L’amateurisme dans ce domaine sensible liée intimement à la santé publique avait atteint son paroxysme en juillet 2015 lorsque le gouverneur d’alors Soriba Sorel CAMARA avait interdit à Halimatou Dalein DIALLO de nettoyer les quartiers les plus sales de la capitale notamment les quartiers de Bonfi et de Matoto. L’épouse du chef de file de l’opposition avait envoyé une claque aux autorités guinéennes en faisant ce qu’elles étaient censées faire.

L’Etat soit se ressaisir et adopter une approche intelligente dans cette gestion. Sinon la problématique de l’insalubrité chronique de Conakry mérite mieux que ces campagnes ponctuelles, désordonnées et aux effets totalement éphémères. Ce ne sont que des pansements sur une jambe de bois. La nouvelle approche doit intégrer tous les acteurs des secteurs et une redistribution plus claire des taches pourrait éviter l’enchevêtrement des services.

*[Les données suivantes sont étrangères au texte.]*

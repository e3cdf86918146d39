// Copyright (C) 2025 Vince Vasta
// SPDX-License-Identifier: Apache-2.0

//! Game errors.
use thiserror::Error;

use crate::poker::{Chips, DeckError, EvalError, SeatId};

/// An action that breaks the betting rules.
///
/// The state that rejected the action is left unchanged.
#[derive(Debug, Clone, PartialEq, Eq, Error)]
pub enum InvalidAction {
    /// The hand is over.
    #[error("the hand has ended")]
    HandEnded,
    /// The seat acted out of turn.
    #[error("seat {seat} acted out of turn")]
    NotYourTurn {
        /// The seat that tried to act.
        seat: SeatId,
        /// The seat that should act, if any.
        expected: Option<SeatId>,
    },
    /// Check against a live bet.
    #[error("cannot check with {to_call} to call")]
    CannotCheck {
        /// Chips owed by the seat.
        to_call: Chips,
    },
    /// Raise below the minimum that is not an all-in.
    #[error("raise of {amount} is below the minimum of {minimum}")]
    RaiseTooSmall {
        /// The raise amount.
        amount: Chips,
        /// The minimum raise.
        minimum: Chips,
    },
    /// Raise larger than the seat stack.
    #[error("raise of {amount} exceeds the stack of {stack}")]
    ExceedsStack {
        /// The raise amount.
        amount: Chips,
        /// The seat chips.
        stack: Chips,
    },
    /// Raise of zero chips.
    #[error("raise amount must be positive")]
    ZeroAmount,
}

/// Errors from the betting state machine.
#[derive(Debug, Clone, PartialEq, Eq, Error)]
pub enum GameError {
    /// The action was rejected.
    #[error("invalid action: {0}")]
    InvalidAction(#[from] InvalidAction),
    /// The deck ran out of cards, the hand must be aborted.
    #[error(transparent)]
    DeckExhausted(#[from] DeckError),
    /// A hand evaluation failed.
    #[error(transparent)]
    Eval(#[from] EvalError),
    /// A seat cannot start a hand without chips.
    #[error("seat {0} has no chips")]
    NotEnoughChips(SeatId),
    /// The blinds configuration is not usable.
    #[error("invalid blinds {small_blind}/{big_blind}")]
    InvalidBlinds {
        /// Small blind.
        small_blind: Chips,
        /// Big blind.
        big_blind: Chips,
    },
    /// Both seats were given the same id.
    #[error("both seats have id {0}")]
    DuplicateSeat(SeatId),
}

impl GameError {
    /// Returns the invalid action if this error rejected an action.
    pub fn invalid_action(&self) -> Option<&InvalidAction> {
        match self {
            GameError::InvalidAction(e) => Some(e),
            _ => None,
        }
    }
}
// Copyright (C) 2025 Vince Vasta
// SPDX-License-Identifier: Apache-2.0

//! Pokermind cards types.
//!
//! This crate define types to create cards:
//!
//! ```
//! # use pokermind_cards::{Card, Rank, Suit};
//! let ah = Card::new(Rank::Ace, Suit::Hearts);
//! assert_eq!(ah.to_string(), "AH");
//! assert_eq!(ah.rank().value(), 14);
//! ```
//!
//! and a [Deck] type for shuffling and dealing cards:
//!
//! ```
//! # use pokermind_cards::Deck;
//! let mut deck = Deck::new_and_shuffled(&mut rand::rng());
//! let hole = deck.deal(2).unwrap();
//! assert_eq!(hole.len(), 2);
//! assert_eq!(deck.remaining(), Deck::SIZE - 2);
//! assert!(deck.deal(51).is_err());
//! ```
#![warn(clippy::all, rust_2018_idioms, missing_docs)]
mod deck;
pub use deck::{Card, Deck, DeckError, ParseCardError, Rank, Suit};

Une des mesures urgentes sera de délocaliser le dépôt actuel vers un site plus approprié. Une coordination globale des PME de gestion des ordures et l’installation de poubelles aux abords des voiries principales et celles secondaires. Le tout dans un projet qui prend en compte toutes étapes : collecte, transport, stockage et pourquoi pas transformation. En attendant de sévir contre les citoyens indélicats, l’Etat doit d’abord remplir sa part de marché, sinon le contrat social n’aura aucun sens.